Available data:
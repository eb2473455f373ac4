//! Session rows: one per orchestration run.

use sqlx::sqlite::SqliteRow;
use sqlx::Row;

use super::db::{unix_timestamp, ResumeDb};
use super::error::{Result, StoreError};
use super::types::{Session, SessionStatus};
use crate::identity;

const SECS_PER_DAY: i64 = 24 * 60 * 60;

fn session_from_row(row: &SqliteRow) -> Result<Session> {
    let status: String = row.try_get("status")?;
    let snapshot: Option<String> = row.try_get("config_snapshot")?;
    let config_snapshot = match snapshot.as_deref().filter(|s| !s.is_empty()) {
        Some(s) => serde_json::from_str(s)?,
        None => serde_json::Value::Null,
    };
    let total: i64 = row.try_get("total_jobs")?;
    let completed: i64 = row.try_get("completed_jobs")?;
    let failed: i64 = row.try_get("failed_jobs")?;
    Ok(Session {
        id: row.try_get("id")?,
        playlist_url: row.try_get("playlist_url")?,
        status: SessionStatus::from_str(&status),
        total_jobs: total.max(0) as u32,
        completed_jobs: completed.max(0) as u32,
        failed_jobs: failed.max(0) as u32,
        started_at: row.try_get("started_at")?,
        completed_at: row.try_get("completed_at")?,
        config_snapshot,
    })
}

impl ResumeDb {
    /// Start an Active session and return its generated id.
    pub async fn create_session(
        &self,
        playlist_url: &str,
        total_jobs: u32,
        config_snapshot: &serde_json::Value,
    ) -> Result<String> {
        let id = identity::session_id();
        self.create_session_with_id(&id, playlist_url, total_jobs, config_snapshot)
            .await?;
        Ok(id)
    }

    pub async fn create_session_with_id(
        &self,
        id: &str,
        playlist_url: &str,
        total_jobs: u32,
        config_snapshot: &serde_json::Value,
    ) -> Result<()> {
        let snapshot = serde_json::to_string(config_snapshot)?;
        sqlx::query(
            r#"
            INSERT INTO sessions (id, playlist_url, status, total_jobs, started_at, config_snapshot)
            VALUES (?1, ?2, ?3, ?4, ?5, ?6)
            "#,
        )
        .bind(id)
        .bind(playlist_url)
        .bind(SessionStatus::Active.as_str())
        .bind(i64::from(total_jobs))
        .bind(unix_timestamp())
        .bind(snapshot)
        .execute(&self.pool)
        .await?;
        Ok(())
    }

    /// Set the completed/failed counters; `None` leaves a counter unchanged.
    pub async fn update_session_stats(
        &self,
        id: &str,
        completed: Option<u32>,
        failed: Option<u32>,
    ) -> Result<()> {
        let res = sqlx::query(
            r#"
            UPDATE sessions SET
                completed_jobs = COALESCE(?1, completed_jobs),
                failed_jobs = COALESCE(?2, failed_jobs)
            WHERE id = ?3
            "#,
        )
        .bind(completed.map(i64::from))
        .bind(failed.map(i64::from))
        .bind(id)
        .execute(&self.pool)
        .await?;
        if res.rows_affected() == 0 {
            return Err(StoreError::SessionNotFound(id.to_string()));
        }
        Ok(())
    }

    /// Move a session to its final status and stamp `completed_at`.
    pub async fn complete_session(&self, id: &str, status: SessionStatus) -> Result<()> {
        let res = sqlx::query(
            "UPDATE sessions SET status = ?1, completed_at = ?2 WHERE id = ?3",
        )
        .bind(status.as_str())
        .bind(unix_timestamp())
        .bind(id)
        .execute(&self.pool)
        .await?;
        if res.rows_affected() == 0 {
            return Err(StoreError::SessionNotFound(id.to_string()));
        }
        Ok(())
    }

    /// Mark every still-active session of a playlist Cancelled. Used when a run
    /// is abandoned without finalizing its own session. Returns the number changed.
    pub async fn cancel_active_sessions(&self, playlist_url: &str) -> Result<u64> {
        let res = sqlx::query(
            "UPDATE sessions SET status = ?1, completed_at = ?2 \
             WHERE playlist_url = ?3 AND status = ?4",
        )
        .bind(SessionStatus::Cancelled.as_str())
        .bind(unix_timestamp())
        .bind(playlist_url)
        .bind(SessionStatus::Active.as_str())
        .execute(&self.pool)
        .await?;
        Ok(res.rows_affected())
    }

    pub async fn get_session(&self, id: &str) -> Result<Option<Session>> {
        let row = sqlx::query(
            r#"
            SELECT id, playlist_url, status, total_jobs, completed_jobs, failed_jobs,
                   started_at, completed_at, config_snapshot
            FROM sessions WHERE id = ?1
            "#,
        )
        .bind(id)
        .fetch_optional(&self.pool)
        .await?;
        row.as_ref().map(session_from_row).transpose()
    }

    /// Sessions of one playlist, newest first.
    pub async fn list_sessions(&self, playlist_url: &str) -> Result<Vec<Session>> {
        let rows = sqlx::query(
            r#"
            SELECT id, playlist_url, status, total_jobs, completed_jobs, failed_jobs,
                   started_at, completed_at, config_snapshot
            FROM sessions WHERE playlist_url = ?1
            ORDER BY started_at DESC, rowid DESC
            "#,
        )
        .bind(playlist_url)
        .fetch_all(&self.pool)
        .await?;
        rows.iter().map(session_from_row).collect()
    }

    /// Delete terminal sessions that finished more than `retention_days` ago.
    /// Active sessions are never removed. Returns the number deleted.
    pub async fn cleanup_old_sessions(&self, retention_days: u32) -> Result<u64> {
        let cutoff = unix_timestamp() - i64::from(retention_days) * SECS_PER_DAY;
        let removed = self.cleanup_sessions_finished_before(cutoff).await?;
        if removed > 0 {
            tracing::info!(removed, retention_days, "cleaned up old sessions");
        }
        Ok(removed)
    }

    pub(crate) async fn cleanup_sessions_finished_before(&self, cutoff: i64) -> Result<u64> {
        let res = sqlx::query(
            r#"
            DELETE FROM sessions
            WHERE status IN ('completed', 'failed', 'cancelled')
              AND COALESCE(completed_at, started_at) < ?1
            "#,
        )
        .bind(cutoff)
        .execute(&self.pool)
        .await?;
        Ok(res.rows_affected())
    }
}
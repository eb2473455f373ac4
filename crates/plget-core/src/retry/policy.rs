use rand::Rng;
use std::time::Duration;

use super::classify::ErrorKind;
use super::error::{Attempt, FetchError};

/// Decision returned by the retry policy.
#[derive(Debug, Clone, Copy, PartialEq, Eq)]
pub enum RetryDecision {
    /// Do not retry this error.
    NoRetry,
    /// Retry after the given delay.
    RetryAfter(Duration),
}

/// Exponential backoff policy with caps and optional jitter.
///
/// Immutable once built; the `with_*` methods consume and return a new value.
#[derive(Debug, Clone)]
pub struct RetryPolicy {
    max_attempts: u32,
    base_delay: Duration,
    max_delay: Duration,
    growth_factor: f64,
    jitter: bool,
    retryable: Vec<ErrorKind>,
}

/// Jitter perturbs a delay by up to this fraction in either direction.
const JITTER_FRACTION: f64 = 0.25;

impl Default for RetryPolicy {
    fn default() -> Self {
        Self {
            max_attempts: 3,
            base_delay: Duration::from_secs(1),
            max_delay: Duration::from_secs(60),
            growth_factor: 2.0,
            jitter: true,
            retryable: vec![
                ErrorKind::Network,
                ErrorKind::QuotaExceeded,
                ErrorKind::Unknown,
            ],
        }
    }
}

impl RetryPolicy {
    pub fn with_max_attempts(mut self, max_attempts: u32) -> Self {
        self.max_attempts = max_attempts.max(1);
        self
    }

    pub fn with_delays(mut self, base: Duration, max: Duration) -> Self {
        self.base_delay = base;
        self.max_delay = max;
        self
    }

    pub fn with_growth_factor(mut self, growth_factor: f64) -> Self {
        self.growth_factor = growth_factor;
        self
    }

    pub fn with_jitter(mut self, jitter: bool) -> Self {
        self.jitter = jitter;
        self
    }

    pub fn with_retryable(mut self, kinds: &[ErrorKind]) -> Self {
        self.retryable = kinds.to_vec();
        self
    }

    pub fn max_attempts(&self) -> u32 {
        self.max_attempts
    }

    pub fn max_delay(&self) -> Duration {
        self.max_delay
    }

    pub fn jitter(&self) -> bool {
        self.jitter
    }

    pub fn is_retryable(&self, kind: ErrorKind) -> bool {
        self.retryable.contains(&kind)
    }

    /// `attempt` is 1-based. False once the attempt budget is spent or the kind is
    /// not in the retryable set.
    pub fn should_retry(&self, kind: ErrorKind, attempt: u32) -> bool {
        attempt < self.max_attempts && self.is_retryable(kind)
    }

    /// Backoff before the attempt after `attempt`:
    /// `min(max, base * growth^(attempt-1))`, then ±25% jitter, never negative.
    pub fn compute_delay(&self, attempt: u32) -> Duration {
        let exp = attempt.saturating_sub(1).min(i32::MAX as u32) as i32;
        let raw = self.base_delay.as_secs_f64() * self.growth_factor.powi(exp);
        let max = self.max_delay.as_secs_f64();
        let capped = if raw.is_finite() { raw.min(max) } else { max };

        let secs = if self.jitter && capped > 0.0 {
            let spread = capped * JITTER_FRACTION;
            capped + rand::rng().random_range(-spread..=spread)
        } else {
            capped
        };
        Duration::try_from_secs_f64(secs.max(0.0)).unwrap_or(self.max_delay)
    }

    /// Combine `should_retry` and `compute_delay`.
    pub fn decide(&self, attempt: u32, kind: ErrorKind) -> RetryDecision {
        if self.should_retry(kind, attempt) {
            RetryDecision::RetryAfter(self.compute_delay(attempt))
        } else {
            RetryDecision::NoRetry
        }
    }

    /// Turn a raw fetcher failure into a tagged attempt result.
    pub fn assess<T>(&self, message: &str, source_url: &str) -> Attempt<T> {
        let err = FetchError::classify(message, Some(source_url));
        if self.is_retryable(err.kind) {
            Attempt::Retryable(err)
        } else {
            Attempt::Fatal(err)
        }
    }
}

Your assignment:
Some lines above may contain the string "Clone". State how many of them the records have, and nothing more.

Exercise answer:
2